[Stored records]
====================

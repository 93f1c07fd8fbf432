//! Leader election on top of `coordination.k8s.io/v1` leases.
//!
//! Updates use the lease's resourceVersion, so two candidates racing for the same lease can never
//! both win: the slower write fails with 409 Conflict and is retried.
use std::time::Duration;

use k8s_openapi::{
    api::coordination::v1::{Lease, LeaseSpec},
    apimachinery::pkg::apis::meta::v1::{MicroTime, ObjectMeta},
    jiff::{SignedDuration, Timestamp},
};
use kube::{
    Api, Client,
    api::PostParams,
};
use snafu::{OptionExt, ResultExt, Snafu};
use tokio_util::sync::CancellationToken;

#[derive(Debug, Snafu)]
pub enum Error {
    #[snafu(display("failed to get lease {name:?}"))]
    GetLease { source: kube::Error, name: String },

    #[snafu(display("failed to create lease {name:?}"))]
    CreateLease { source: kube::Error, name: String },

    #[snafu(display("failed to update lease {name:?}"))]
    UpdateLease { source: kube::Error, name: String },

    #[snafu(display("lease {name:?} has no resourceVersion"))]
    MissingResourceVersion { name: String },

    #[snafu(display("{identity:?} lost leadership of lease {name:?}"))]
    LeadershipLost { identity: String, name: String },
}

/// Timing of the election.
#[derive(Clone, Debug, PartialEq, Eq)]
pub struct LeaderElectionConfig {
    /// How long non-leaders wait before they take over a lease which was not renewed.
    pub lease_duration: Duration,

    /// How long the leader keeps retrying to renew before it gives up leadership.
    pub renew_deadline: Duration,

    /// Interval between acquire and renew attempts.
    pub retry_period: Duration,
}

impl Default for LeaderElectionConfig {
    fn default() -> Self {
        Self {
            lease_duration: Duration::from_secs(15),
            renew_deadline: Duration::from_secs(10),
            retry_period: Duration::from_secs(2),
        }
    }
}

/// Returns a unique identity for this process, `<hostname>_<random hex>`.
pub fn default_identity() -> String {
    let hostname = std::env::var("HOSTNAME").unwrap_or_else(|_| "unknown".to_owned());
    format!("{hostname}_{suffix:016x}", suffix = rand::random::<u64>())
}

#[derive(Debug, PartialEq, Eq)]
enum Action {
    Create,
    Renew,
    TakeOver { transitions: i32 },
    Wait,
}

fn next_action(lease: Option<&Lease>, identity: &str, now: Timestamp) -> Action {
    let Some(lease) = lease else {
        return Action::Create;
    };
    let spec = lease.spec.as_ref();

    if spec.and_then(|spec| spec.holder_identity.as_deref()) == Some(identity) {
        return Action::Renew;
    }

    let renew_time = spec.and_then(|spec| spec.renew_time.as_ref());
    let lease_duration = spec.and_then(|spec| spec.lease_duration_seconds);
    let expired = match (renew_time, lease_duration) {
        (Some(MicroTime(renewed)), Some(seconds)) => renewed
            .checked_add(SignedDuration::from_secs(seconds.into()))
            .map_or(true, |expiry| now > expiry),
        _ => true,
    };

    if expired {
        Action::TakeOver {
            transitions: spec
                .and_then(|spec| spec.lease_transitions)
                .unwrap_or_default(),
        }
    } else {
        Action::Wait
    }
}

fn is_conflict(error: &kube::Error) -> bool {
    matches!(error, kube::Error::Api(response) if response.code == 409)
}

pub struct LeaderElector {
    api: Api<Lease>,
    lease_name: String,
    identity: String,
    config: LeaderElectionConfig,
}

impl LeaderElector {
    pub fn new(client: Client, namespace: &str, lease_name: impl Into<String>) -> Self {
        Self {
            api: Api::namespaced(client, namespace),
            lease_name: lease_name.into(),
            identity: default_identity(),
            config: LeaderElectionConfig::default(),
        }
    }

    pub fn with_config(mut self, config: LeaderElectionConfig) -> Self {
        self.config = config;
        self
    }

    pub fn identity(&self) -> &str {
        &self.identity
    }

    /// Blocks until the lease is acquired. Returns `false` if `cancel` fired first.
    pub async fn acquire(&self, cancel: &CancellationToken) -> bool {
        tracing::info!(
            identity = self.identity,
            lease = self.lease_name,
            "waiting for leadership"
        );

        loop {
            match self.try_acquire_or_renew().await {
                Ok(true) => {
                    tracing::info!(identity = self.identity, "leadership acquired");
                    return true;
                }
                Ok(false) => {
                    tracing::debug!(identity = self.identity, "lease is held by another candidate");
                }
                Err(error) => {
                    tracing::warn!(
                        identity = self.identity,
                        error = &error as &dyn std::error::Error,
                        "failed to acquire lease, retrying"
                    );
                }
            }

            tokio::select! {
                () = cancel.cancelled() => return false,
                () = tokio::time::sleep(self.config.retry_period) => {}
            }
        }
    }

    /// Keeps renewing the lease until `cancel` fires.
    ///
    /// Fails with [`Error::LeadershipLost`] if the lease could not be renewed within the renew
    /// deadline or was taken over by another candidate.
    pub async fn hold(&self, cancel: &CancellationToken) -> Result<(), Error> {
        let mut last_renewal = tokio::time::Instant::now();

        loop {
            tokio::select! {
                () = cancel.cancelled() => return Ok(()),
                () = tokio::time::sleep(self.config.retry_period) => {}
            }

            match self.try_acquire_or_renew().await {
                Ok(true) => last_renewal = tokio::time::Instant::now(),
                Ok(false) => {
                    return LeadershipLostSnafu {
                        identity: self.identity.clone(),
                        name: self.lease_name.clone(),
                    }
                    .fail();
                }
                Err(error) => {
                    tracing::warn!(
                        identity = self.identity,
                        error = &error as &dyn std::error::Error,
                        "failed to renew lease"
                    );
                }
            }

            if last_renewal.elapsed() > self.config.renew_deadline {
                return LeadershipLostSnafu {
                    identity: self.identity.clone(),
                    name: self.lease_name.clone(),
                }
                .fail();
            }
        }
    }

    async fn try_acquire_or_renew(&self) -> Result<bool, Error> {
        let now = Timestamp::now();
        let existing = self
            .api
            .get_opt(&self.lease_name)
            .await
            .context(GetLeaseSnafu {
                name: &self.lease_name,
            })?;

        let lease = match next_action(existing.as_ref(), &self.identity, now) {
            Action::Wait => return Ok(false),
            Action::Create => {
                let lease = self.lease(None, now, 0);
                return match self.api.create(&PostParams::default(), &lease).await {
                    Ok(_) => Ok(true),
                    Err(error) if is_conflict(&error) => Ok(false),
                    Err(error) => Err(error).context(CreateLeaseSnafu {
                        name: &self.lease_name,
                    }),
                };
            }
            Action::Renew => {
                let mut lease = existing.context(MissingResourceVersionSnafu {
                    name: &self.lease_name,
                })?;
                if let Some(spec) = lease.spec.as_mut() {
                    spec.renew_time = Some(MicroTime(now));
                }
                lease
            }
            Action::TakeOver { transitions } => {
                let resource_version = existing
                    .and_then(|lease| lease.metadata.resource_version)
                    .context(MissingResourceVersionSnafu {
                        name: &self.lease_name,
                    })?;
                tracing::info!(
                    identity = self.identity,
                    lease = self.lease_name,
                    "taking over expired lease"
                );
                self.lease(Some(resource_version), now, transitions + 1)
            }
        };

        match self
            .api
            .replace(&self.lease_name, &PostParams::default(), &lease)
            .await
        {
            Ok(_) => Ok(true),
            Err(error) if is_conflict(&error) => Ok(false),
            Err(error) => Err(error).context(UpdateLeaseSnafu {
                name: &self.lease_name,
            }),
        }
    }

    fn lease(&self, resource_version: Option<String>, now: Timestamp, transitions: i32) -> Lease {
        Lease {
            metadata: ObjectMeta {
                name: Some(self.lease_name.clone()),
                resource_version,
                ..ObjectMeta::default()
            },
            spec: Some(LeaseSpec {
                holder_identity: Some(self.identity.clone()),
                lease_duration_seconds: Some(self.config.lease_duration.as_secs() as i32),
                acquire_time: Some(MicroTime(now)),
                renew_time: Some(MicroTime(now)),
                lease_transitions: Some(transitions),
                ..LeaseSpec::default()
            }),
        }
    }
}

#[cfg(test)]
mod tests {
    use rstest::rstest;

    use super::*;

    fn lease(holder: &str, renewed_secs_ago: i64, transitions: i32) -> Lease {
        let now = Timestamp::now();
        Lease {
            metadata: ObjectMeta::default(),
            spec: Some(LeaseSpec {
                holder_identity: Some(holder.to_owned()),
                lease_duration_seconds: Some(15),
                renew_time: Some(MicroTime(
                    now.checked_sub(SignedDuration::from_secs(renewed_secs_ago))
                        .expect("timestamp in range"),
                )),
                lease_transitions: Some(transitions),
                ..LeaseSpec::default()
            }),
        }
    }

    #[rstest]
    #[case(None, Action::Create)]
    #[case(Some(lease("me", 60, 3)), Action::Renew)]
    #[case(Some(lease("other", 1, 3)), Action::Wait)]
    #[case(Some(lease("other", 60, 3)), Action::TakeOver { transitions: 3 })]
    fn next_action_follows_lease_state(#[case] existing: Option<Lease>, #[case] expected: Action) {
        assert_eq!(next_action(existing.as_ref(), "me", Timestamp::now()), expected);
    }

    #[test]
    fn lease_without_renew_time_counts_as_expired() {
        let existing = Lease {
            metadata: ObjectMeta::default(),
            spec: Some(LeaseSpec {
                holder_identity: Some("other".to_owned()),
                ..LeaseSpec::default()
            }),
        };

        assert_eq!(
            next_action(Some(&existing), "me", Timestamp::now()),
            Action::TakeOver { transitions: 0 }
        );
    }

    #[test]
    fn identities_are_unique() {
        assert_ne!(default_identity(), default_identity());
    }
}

====================

### Instructions for the task
Wherever the word "metadata" appears in the entries above, copy that whole line.

### Solution for this exercise
                    .and_then(|lease| lease.metadata.resource_version)
            metadata: ObjectMeta {
            metadata: ObjectMeta::default(),
            metadata: ObjectMeta::default(),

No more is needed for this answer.